Delegacia de Proteção ao Adolescente vai às escolas alertar os jovens sobre crimes virtuais

Entre os temas estavam os riscos em torno do uso das redes sociais

Os próximos encontros, escolas: Caraíbas, Parque Santa Cecília e Rafael Campos. Foto: Divulgação/PC

Por: Suely Carvalho

 

 

A Delegacia de Proteção à Criança e ao Adolescente (DPCA) de Aparecida de Goiânia, deu início na última sexta-feira (23), a um ciclo de palestras, direcionadas aos jovens estudantes da rede pública municipal. Em alusão ao Dia das Crianças, data a ser comemorada no próximo dia 12, foram escolhidos temas voltados para o público adolescente.

 

O objetivo é alertar os jovens sobre os riscos que envolvem o uso das redes sociais e os crimes praticados no meio virtual.

 

O primeiro ciclo de conversas entre os alunos e as ministrantes, representadas pela delegada Thaynara Berquó, e a psicóloga Aliciana, foi realizado na Escola Municipal Telma Regina, no Setor Veiga Jardim.

 

Que contou também com a presença da equipe do Secretário Municipal de Educação e sua assessoria jurídica. As palestras serão realizadas ainda, em mais três escolas da rede municipal de ensino da cidade, sendo elas, Escola Caraíbas, Parque Santa Cecília e na escola municipal Rafael Campos.

 

“Informamos os jovens dos riscos que correm na internet como os fornecimentos de dados, exposição de imagens, cautela para conversar com desconhecidos.
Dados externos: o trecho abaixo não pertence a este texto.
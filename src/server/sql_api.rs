//! Raw SQL endpoint.
//!
//! `POST /sql` (and `POST /execute`) runs one statement with `$name`
//! parameters bound by the store. The statement becomes a subquery when the
//! query string also asks for select/filter/pivot/order/paging steps.

use axum::{body::Bytes, extract::State, response::Response, routing::post, Router};
use duckgate_engine::{DataFormat, NamedParams, QuerySource, Value};
use serde::Deserialize;
use serde_json::Map;
use tracing::info;

use super::error::ApiError;
use super::export::{self, ExportRequest};
use super::request::RequestParams;
use super::AppState;

pub(crate) fn routes() -> Router<AppState> {
    Router::new()
        .route("/sql", post(execute_sql_handler))
        .route("/execute", post(execute_sql_handler))
}

/// SQL request body.
///
/// | Field | Type | Default | Description |
/// |-------|------|---------|-------------|
/// | `sql` | `String` | (required) | One SQL statement |
/// | `params` | `object` | `{}` | Values for `$name` placeholders |
/// | `format` | `String?` | `json` | Export format; falls back to the `format` query parameter |
#[derive(Debug, Deserialize)]
struct SqlRequest {
    sql: String,
    #[serde(default)]
    params: Map<String, serde_json::Value>,
    #[serde(default)]
    format: Option<String>,
}

async fn execute_sql_handler(
    State(state): State<AppState>,
    query: RequestParams,
    body: Bytes,
) -> Result<Response, ApiError> {
    let request: SqlRequest = serde_json::from_slice(&body)
        .map_err(|e| ApiError::bad_request(format!("invalid request body: {}", e)))?;
    if request.sql.trim().is_empty() {
        return Err(ApiError::bad_request("'sql' must not be empty"));
    }

    let format = match request.format.as_deref().map(str::trim) {
        Some(raw) if !raw.is_empty() => raw.parse::<DataFormat>()?,
        _ => query.format()?,
    };
    let params: NamedParams = request
        .params
        .iter()
        .map(|(name, value)| (name.clone(), Value::from_json(value)))
        .collect();

    info!(format = %format, params = params.len(), "Executing SQL");
    let request = ExportRequest {
        source: QuerySource::Subquery(request.sql),
        spec: query.query_spec()?,
        params,
        format,
    };
    export::export(&state, request).await
}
Pois muitas das vezes, essas pessoas são pedófilos, criminosos que se apropriam e solicitam imagens pornográficas e pode acontecer de chantagear as vítimas e nisso colocarem ela em um ciclo de violência”, pontuou a delegada da DPCA Thaynara Berquó.

 

Ela ressalta que estão sendo expostos os processos de como isso se inicia e o que fazer para evitar. “Mostramos qual o perfil do criminoso, explicamos quais as conduta que caracteriza abuso sexual da criança e do adolescente, o que são atos libidinosos , o que é considerado crime e também abordamos temas como o cyberbulling, o incentivo ao suicídio e à automutilação, que vem acontecendo frequentemente no meio virtual”, finalizou a investigadora ao Diário de Aparecida.